The judgment permanently prohibits Alabama from enforcing seven provisions of H.B. 56 that were designed to affect virtually every aspect of an unauthorized immigrant’s daily life, from employment to housing to transportation to entering into and enforcing contracts. The challenged provisions also threatened to impose significant burdens on federal and state agencies, diverting their resources away from dangerous criminal aliens and other high-priority criminal activity.
“The Supremacy Clause gives Congress the power to preempt state law,” the majority of the justices wrote on page 2 of their opinion. “Federal law specifies limited circumstances in which state officers may perform an immigration officer’s functions. This includes instances where the Attorney General has granted that authority in a formal agreement with a state or local government,” the court wrote on page 3.

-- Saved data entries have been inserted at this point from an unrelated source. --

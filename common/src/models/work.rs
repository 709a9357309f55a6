use std::fmt;

use serde::Serialize;

/// One unit of probing work.
///
/// Identity (equality and hashing) is the whole value, so the same port, path
/// or subdomain is never probed twice within a job.
#[derive(Clone, Debug, PartialEq, Eq, Hash, PartialOrd, Ord, Serialize)]
#[serde(tag = "kind", content = "value", rename_all = "lowercase")]
pub enum WorkItem {
    /// A TCP port, 1-65535.
    Port(u16),
    /// A path segment appended to the canonical base, without leading slash.
    Path(String),
    /// A subdomain: a full name for liveness checks, a label for dictionary scans.
    Subdomain(String),
}

impl WorkItem {
    /// Builds a path item, stripping leading slashes.
    pub fn path(segment: &str) -> Self {
        WorkItem::Path(segment.trim().trim_start_matches('/').to_string())
    }

    /// Builds a subdomain item, case-normalized.
    pub fn subdomain(name: &str) -> Self {
        WorkItem::Subdomain(name.trim().to_ascii_lowercase())
    }
}

impl fmt::Display for WorkItem {
    fn fmt(&self, f: &mut fmt::Formatter<'_>) -> fmt::Result {
        match self {
            WorkItem::Port(port) => write!(f, "{port}"),
            WorkItem::Path(path) => write!(f, "/{path}"),
            WorkItem::Subdomain(name) => write!(f, "{name}"),
        }
    }
}
use std::net::{IpAddr, SocketAddr};
use std::sync::Arc;
use std::time::Duration;

use async_trait::async_trait;
use reconic_common::models::outcome::{Classification, ProbeOutcome};
use reconic_common::models::work::WorkItem;
use reconic_common::services::PortServiceMap;
use tokio::net::TcpStream;
use tokio::time::timeout;
use tracing::trace;

use super::Probe;

pub const CONNECT_TIMEOUT: Duration = Duration::from_secs(1);

/// Full TCP handshake against one port of an already resolved address.
pub struct TcpConnectProbe {
    addr: IpAddr,
    services: Arc<PortServiceMap>,
    connect_timeout: Duration,
}

impl TcpConnectProbe {
    pub fn new(addr: IpAddr, services: Arc<PortServiceMap>) -> Self {
        Self {
            addr,
            services,
            connect_timeout: CONNECT_TIMEOUT,
        }
    }

    pub fn with_connect_timeout(mut self, connect_timeout: Duration) -> Self {
        self.connect_timeout = connect_timeout;
        self
    }
}

#[async_trait]
impl Probe for TcpConnectProbe {
    async fn probe(&self, item: WorkItem) -> ProbeOutcome {
        let port: u16 = match item {
            WorkItem::Port(port) => port,
            other => return ProbeOutcome::miss(other),
        };
        let socket_addr: SocketAddr = SocketAddr::new(self.addr, port);

        match timeout(self.connect_timeout, TcpStream::connect(socket_addr)).await {
            Ok(Ok(_stream)) => {
                let service: String = self.services.service(port).to_string();
                ProbeOutcome::hit(item, Classification::Service(service))
            }
            Ok(Err(e)) => {
                trace!("{socket_addr} closed: {e}");
                ProbeOutcome::miss(item)
            }
            Err(_elapsed) => {
                trace!("{socket_addr} filtered");
                ProbeOutcome::miss(item)
            }
        }
    }
}

// ╔════════════════════════════════════════════╗
// ║ ████████╗███████╗███████╗████████╗███████╗ ║
// ║ ╚══██╔══╝██╔════╝██╔════╝╚══██╔══╝██╔════╝ ║
// ║    ██║   █████╗  ███████╗   ██║   ███████╗ ║
// ║    ██║   ██╔══╝  ╚════██║   ██║   ╚════██║ ║
// ║    ██║   ███████╗███████║   ██║   ███████║ ║
// ║    ╚═╝   ╚══════╝╚══════╝   ╚═╝   ╚══════╝ ║
// ╚════════════════════════════════════════════╝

“The federal power to determine immigration policy is well settled,” they stated on page 7.
In its initial press release about its legal challenge, Justice wrote that the law, signed by then-Arizona Gov. Jan Brewer in 2010, “unconstitutionally interferes with the federal government’s authority to set and enforce immigration policy.”
“A patchwork of state and local policies would seriously disrupt federal immigration enforcement,” Justice maintained. “Having enacted its own immigration policy that conflicts with federal immigration law, Arizona “’crossed a constitutional line,’” Justice quoted from its filing at the U.S. District Court for the District of Arizona.
A Georgia immigration law, HB 87, also faced legal challenge from the Obama Justice Department.